I had no idea what to make of the fact that this wound suffered a hundred years earlier hadn’t healed. But really, I didn’t even know what to make of the fact that I personally had been on the losing side of the Second World War.

To be sure, it was no longer the postwar. But all that meant was that the shock of losing the war had at last dissipated. What sort of thing was it to lose a war? I still wasn’t able to grasp the meaning of it, nor was I able to clearly parse the bitterness of it. (BSS 2: 254–55)

This casual remark by Faulkner that the two regions share a specific bond will become the driving force for Yasuoka’s memoir of his time in Nashville, A Sentimental Journey to America (Amerika kanjō ryokō, 1962), but here the South merely issues a reminder that the postwar, like Paris, is a moveable feast. It follows Yasuoka through time and space and offers as proof of its ongoing existence the numbing repetitiveness with which it is declared to be over. Is it possible that this is trauma? Andreas Huyssen describes trauma as “located on the threshold between remembering and forgetting, seeing and not seeing, transparency and occlusion, experience and its absence in repetition” and suggests that “both memory and trauma are predicated on the absence of that which is negotiated in memory or in the traumatic symptom. Both are marked by instability, transitoriness, and structures of repetition” (8). Yasuoka’s history of Shōwa, “marked by instability, transitoriness, and structures of repetition,” bears all the hallmarks of a traumatic text. But is it?
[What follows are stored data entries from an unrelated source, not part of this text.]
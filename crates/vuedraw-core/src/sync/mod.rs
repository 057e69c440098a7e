//! Relay protocol and transport providers.
//!
//! Clients talk to the relay server with JSON messages tagged by `type`.
//! Document payloads are base64-encoded Loro update or snapshot bytes.
//!
//! ```json
//! { "type": "join", "room": "y-vuedraw-1" }
//! { "type": "sync", "data": "<base64-encoded-loro-bytes>" }
//! { "type": "awareness", "client_id": 123, "presence": { "name": "ada", "color": "#f00" } }
//! ```

mod memory;
mod native;

pub use memory::{LocalRelay, LocalTransport};
pub use native::NativeWebSocket;

use crate::awareness::PresenceRecord;
use base64::Engine;
use base64::engine::general_purpose::STANDARD;
use serde::{Deserialize, Serialize};
use thiserror::Error;

/// Messages sent to the server
#[derive(Debug, Clone, PartialEq, Serialize, Deserialize)]
#[serde(tag = "type", rename_all = "snake_case")]
pub enum ClientMessage {
    /// Join a room
    Join { room: String },
    /// Leave current room
    Leave,
    /// Sync CRDT data (base64 encoded Loro bytes)
    Sync { data: String },
    /// Publish or withdraw (`presence: None`) this client's awareness state
    Awareness {
        client_id: u64,
        #[serde(default, skip_serializing_if = "Option::is_none")]
        presence: Option<PresenceRecord>,
    },
}

/// Messages received from the server
#[derive(Debug, Clone, PartialEq, Serialize, Deserialize)]
#[serde(tag = "type", rename_all = "snake_case")]
pub enum ServerMessage {
    /// Confirm room join
    Joined {
        room: String,
        peer_count: usize,
        /// Sync payloads the room has seen so far, oldest first
        #[serde(default, skip_serializing_if = "Vec::is_empty")]
        history: Vec<String>,
    },
    /// Peer joined the room
    PeerJoined { peer_id: String },
    /// Peer left the room
    PeerLeft { peer_id: String },
    /// Sync data from another peer
    Sync { from: String, data: String },
    /// Awareness update from another peer
    Awareness {
        from: String,
        client_id: u64,
        #[serde(default, skip_serializing_if = "Option::is_none")]
        presence: Option<PresenceRecord>,
    },
    /// Error message
    Error { message: String },
}

/// Connection state
#[derive(Debug, Clone, Copy, PartialEq, Eq)]
pub enum ConnectionState {
    Disconnected,
    Connecting,
    Connected,
    Error,
}

impl ConnectionState {
    pub fn label(&self) -> &'static str {
        match self {
            ConnectionState::Disconnected => "offline",
            ConnectionState::Connecting => "connecting",
            ConnectionState::Connected => "online",
            ConnectionState::Error => "error",
        }
    }
}

/// Events from a transport provider
#[derive(Debug, Clone, PartialEq)]
pub enum SyncEvent {
    /// Connected to server
    Connected,
    /// Disconnected from server
    Disconnected,
    /// Joined a room
    JoinedRoom { room: String, peer_count: usize, history: Vec<Vec<u8>> },
    /// A peer joined the room
    PeerJoined { peer_id: String },
    /// A peer left the room
    PeerLeft { peer_id: String },
    /// Received sync data from a peer
    SyncReceived { from: String, data: Vec<u8> },
    /// Received awareness update from a peer
    AwarenessReceived { from: String, client_id: u64, presence: Option<PresenceRecord> },
    /// Error occurred
    Error { message: String },
}

impl SyncEvent {
    /// Decode a server message into an event.
    ///
    /// Returns `None` for sync messages whose payload is not valid base64.
    /// Undecodable history entries are dropped.
    pub fn from_server_message(msg: ServerMessage) -> Option<Self> {
        let event = match msg {
            ServerMessage::Joined { room, peer_count, history } => {
                let history = history
                    .iter()
                    .filter_map(|payload| match decode_payload(payload) {
                        Ok(bytes) => Some(bytes),
                        Err(e) => {
                            log::warn!("Dropping undecodable history entry: {}", e);
                            None
                        }
                    })
                    .collect();
                SyncEvent::JoinedRoom { room, peer_count, history }
            }
            ServerMessage::PeerJoined { peer_id } => SyncEvent::PeerJoined { peer_id },
            ServerMessage::PeerLeft { peer_id } => SyncEvent::PeerLeft { peer_id },
            ServerMessage::Sync { from, data } => match decode_payload(&data) {
                Ok(data) => SyncEvent::SyncReceived { from, data },
                Err(e) => {
                    log::warn!("Dropping undecodable sync payload from {}: {}", from, e);
                    return None;
                }
            },
            ServerMessage::Awareness { from, client_id, presence } => {
                SyncEvent::AwarenessReceived { from, client_id, presence }
            }
            ServerMessage::Error { message } => SyncEvent::Error { message },
        };
        Some(event)
    }
}

/// Errors raised by the sync layer.
#[derive(Debug, Error)]
pub enum SyncError {
    #[error("Invalid relay URL: {0}")]
    InvalidUrl(String),
    #[error("Not connected")]
    NotConnected,
    #[error("Send failed: {0}")]
    Send(String),
    #[error("Invalid payload: {0}")]
    Payload(#[from] base64::DecodeError),
    #[error("Serialization error: {0}")]
    Serialization(#[from] serde_json::Error),
    #[error("CRDT error: {0}")]
    Crdt(#[from] loro::LoroError),
    #[error("Shape is missing an id")]
    MissingShapeId,
}

/// Encode document bytes for the wire.
pub fn encode_payload(data: &[u8]) -> String {
    STANDARD.encode(data)
}

/// Decode document bytes from the wire.
pub fn decode_payload(data: &str) -> Result<Vec<u8>, SyncError> {
    Ok(STANDARD.decode(data)?)
}

/// A connection to a relay room.
///
/// Providers join their room as soon as they connect (and again on every
/// reconnect). Incoming traffic is buffered until [`Transport::poll_events`].
pub trait Transport {
    /// Send a message to the relay.
    fn send(&mut self, msg: &ClientMessage) -> Result<(), SyncError>;

    /// Drain pending events (non-blocking).
    fn poll_events(&mut self) -> Vec<SyncEvent>;

    /// Current connection state.
    fn state(&self) -> ConnectionState;

    /// Close the connection. Fire-and-forget.
    fn disconnect(&mut self);

    fn is_connected(&self) -> bool {
        self.state() == ConnectionState::Connected
    }
}

#[cfg(test)]
mod tests {
    use super::*;

    #[test]
    fn test_payload_roundtrip() {
        let data = b"Hello, World!";
        let encoded = encode_payload(data);
        assert_eq!(decode_payload(&encoded).unwrap(), data.to_vec());
        assert_eq!(encode_payload(b"a"), "YQ==");
    }

    #[test]
    fn test_decode_invalid_payload() {
        assert!(matches!(decode_payload("not base64!"), Err(SyncError::Payload(_))));
    }

    #[test]
    fn test_client_message_serialize() {
        let msg = ClientMessage::Join { room: "y-vuedraw-1".to_string() };
        let json = serde_json::to_string(&msg).unwrap();
        assert_eq!(json, r#"{"type":"join","room":"y-vuedraw-1"}"#);
    }

    #[test]
    fn test_awareness_withdraw_serializes_without_presence() {
        let msg = ClientMessage::Awareness { client_id: 3, presence: None };
        let json = serde_json::to_string(&msg).unwrap();
        assert_eq!(json, r#"{"type":"awareness","client_id":3}"#);
        let back: ClientMessage = serde_json::from_str(&json).unwrap();
        assert_eq!(back, msg);
    }

    #[test]
    fn test_server_message_deserialize() {
        let json = r#"{"type":"joined","room":"test","peer_count":2}"#;
        let msg: ServerMessage = serde_json::from_str(json).unwrap();
        match msg {
            ServerMessage::Joined { room, peer_count, history } => {
                assert_eq!(room, "test");
                assert_eq!(peer_count, 2);
                assert!(history.is_empty());
            }
            _ => panic!("Wrong message type"),
        }
    }

    #[test]
    fn test_event_from_sync_message() {
        let msg = ServerMessage::Sync { from: "p1".into(), data: encode_payload(&[1, 2, 3]) };
        assert_eq!(
            SyncEvent::from_server_message(msg),
            Some(SyncEvent::SyncReceived { from: "p1".into(), data: vec![1, 2, 3] })
        );

        let bad = ServerMessage::Sync { from: "p1".into(), data: "%%%".into() };
        assert_eq!(SyncEvent::from_server_message(bad), None);
    }

    #[test]
    fn test_event_from_joined_drops_bad_history() {
        let msg = ServerMessage::Joined {
            room: "r".into(),
            peer_count: 1,
            history: vec![encode_payload(&[9]), "%%%".into()],
        };
        assert_eq!(
            SyncEvent::from_server_message(msg),
            Some(SyncEvent::JoinedRoom { room: "r".into(), peer_count: 1, history: vec![vec![9]] })
        );
    }
}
To be sure, there are wounds that have not healed. The narrative is riddled with suicides that are, in one way or another, blamed on the enduring postwar: Dazai Osamu’s, literary critic Hattori Tatsu’s, and Mishima Yukio’s among them. Yasuoka himself considers suicide at least twice in the narrative. At one point, he asks a veterinary student visiting his father to bring him some poison, ostensibly to take care of a screeching cat in the neighborhood. When the student obliges Yasuoka on his next visit, Yasuoka realizes what he is actually plotting in his heart and, chilled, refuses to accept it (BSS 2: 95–97). And yet, all memory is not trauma, Huyssen himself concludes, for that would treat it “too exclusively in terms of pain, suffering, and loss. It would deny human agency and lock us into compulsive repetition. Memory, whether individual or generational, political or public, is always more than only the prison house of the past” (8). For Yasuoka, as we have seen, the past informs the present, creates bonds between people of different races and nationalities, and serves as a wedge against despair and the isolation he has felt throughout much of his life. If anything, the difficulty for Yasuoka is in retaining his individual voice in the face of the collective understandings of history.


Gluck, Carol. “The ‘End’ of the Postwar: Japan at the Turn of the Millennium.” States of Memory: Continuities, Conflicts, and Transformations in National Retrospection. Edited by Jeffrey K. Olick, Durham, Duke UP, 2003, pp. 289–314.
Huyssen, Andreas. Present Pasts: Urban Palimpsests and the Politics of Memory. Palo Alto, Stanford UP, 2003.
Yasuoka Shōtarō. Amerika kanjō ryokō. Tokyo, Iwanami Shinsho, 1962.
Yasuoka Shōtarō. Boku no Shōwa-shi. Tokyo, Kodansha, 1984, 1988. 3 vols.